Exercise brief: Look through the listing below, find every line with the string "println", and copy it.

---*---

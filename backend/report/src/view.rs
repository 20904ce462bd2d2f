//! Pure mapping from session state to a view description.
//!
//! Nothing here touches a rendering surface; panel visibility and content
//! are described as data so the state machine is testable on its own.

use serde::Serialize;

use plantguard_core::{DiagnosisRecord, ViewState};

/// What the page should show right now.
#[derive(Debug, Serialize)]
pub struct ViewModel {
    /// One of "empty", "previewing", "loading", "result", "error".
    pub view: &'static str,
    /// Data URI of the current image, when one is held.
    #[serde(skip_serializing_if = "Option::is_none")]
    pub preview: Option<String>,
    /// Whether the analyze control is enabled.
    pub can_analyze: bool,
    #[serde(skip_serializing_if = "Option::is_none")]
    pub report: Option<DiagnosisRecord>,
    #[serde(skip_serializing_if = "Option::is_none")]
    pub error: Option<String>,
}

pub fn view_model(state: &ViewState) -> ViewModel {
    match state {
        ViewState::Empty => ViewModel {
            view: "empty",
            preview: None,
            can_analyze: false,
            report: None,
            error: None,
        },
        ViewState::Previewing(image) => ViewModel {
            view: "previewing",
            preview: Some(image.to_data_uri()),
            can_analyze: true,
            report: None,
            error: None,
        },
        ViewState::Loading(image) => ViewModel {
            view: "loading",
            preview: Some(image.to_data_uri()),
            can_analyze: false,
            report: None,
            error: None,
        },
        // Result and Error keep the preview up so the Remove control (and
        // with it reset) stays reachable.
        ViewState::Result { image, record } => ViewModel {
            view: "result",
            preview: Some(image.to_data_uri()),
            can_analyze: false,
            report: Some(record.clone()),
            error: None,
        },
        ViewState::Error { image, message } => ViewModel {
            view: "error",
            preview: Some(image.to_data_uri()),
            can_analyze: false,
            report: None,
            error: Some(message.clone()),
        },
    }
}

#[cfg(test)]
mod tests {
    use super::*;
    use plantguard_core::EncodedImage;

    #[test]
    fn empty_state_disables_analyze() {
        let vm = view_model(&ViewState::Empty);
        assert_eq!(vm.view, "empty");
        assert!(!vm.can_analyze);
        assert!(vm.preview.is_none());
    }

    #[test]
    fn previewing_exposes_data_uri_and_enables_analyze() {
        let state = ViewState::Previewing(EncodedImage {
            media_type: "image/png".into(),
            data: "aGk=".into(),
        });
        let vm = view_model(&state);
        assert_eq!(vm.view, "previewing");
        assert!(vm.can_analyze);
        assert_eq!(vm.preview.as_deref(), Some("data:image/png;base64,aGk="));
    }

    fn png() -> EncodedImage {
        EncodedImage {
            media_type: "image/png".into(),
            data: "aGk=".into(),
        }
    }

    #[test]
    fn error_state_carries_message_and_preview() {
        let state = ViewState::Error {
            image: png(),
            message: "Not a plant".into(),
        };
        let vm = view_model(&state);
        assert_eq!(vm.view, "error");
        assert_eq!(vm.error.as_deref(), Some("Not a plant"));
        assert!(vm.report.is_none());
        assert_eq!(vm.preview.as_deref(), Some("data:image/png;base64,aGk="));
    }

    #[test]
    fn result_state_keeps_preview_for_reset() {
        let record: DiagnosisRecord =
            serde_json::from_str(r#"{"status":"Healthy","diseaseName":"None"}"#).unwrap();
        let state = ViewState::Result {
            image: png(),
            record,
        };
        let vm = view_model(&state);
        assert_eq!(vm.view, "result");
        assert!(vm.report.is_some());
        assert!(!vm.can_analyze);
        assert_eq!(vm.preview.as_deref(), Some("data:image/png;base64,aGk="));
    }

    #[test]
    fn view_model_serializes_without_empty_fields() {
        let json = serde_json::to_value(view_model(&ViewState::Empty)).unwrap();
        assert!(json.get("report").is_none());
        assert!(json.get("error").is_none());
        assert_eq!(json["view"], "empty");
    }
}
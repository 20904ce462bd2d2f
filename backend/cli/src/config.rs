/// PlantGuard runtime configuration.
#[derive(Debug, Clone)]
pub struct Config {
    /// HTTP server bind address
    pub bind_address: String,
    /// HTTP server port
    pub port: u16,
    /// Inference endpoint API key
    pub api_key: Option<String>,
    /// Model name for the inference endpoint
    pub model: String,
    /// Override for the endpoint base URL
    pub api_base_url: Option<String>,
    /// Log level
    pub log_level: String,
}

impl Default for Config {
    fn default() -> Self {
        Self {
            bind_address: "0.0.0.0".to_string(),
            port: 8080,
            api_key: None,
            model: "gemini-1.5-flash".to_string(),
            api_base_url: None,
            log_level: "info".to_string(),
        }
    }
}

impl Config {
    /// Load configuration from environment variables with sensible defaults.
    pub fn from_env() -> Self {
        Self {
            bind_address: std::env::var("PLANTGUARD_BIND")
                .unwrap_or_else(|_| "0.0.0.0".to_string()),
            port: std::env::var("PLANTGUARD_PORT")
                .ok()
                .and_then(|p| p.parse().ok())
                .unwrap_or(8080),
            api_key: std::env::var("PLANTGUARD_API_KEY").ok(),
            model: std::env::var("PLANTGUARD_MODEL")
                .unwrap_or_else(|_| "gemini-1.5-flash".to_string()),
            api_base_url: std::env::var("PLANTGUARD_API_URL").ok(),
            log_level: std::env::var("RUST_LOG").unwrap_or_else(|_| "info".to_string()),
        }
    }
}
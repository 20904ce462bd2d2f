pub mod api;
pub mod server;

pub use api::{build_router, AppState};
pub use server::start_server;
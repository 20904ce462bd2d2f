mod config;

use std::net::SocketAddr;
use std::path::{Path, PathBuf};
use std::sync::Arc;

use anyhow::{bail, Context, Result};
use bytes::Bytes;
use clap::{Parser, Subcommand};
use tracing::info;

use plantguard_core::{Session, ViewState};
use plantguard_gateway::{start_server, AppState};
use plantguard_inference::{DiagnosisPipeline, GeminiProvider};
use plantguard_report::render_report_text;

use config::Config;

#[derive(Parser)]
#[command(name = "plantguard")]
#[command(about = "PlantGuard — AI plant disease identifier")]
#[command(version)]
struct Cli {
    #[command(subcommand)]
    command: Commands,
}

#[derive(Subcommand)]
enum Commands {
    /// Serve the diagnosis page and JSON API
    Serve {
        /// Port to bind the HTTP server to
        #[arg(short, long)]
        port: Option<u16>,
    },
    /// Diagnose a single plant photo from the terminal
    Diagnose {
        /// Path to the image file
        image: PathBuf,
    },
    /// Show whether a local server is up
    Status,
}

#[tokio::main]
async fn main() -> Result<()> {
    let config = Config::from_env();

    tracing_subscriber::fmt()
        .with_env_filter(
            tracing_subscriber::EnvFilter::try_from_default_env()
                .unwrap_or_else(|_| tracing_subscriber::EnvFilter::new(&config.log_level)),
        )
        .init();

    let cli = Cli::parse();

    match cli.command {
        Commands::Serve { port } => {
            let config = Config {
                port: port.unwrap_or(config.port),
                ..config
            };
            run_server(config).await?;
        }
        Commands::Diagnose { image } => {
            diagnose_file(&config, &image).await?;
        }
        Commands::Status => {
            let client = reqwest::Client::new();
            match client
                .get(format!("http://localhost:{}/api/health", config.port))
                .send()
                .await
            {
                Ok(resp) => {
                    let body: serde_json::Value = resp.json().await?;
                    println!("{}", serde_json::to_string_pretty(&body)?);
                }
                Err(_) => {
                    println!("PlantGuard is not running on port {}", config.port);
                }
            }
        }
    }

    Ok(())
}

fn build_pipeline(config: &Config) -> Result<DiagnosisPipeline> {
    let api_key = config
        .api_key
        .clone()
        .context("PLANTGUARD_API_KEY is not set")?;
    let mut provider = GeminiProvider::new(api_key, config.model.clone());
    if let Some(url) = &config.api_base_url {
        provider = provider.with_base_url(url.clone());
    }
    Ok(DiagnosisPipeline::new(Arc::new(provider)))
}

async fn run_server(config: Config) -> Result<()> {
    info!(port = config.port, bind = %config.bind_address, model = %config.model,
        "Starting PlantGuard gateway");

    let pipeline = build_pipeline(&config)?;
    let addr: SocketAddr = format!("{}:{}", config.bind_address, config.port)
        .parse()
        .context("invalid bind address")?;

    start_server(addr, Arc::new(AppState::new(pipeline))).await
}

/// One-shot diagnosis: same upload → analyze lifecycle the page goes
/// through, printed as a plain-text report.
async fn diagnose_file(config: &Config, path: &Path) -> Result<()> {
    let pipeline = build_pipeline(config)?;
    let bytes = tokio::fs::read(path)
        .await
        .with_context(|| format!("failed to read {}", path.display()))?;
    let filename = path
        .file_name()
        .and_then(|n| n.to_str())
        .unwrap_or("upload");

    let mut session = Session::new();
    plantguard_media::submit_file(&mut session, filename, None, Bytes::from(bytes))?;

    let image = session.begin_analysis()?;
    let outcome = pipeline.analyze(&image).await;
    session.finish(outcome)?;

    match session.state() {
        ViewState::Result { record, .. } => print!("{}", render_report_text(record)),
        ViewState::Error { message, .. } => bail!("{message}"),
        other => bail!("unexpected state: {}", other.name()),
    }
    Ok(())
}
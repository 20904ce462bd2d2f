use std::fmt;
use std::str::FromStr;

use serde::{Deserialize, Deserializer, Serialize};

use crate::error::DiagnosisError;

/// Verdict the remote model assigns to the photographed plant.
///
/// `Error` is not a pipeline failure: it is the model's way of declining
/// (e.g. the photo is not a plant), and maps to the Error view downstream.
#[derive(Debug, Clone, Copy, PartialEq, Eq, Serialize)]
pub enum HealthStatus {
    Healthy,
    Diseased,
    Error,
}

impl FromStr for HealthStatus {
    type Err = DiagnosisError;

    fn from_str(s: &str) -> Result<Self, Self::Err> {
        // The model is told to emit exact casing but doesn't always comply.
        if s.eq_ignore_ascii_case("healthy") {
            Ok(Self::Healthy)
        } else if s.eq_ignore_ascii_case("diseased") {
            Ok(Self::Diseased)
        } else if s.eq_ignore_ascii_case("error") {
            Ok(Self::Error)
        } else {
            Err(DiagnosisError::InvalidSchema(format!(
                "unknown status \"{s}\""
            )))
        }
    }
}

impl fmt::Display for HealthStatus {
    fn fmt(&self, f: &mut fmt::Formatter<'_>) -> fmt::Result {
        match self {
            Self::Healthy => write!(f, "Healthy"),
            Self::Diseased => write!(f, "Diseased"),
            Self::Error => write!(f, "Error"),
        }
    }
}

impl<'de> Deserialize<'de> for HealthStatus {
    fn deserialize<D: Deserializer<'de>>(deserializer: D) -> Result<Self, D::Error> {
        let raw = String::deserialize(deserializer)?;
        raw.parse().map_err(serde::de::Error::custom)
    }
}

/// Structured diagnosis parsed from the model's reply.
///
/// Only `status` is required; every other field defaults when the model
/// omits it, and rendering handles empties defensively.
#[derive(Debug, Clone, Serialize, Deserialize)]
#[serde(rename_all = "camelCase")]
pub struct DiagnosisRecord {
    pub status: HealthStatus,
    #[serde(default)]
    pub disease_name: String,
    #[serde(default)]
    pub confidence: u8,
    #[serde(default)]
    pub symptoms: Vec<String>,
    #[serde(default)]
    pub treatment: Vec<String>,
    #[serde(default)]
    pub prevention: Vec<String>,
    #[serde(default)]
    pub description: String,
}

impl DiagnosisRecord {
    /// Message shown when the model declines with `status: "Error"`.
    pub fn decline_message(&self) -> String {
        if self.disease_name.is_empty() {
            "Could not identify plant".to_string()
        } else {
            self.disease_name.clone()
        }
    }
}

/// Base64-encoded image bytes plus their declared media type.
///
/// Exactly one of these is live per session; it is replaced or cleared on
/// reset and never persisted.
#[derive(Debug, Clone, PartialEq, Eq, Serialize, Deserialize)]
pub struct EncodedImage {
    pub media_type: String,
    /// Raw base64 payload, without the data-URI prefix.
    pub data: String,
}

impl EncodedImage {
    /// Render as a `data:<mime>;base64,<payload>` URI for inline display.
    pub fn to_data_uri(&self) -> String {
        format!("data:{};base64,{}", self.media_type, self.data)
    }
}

---*---

Result for this exercise:
                    println!("{}", serde_json::to_string_pretty(&body)?);
                    println!("PlantGuard is not running on port {}", config.port);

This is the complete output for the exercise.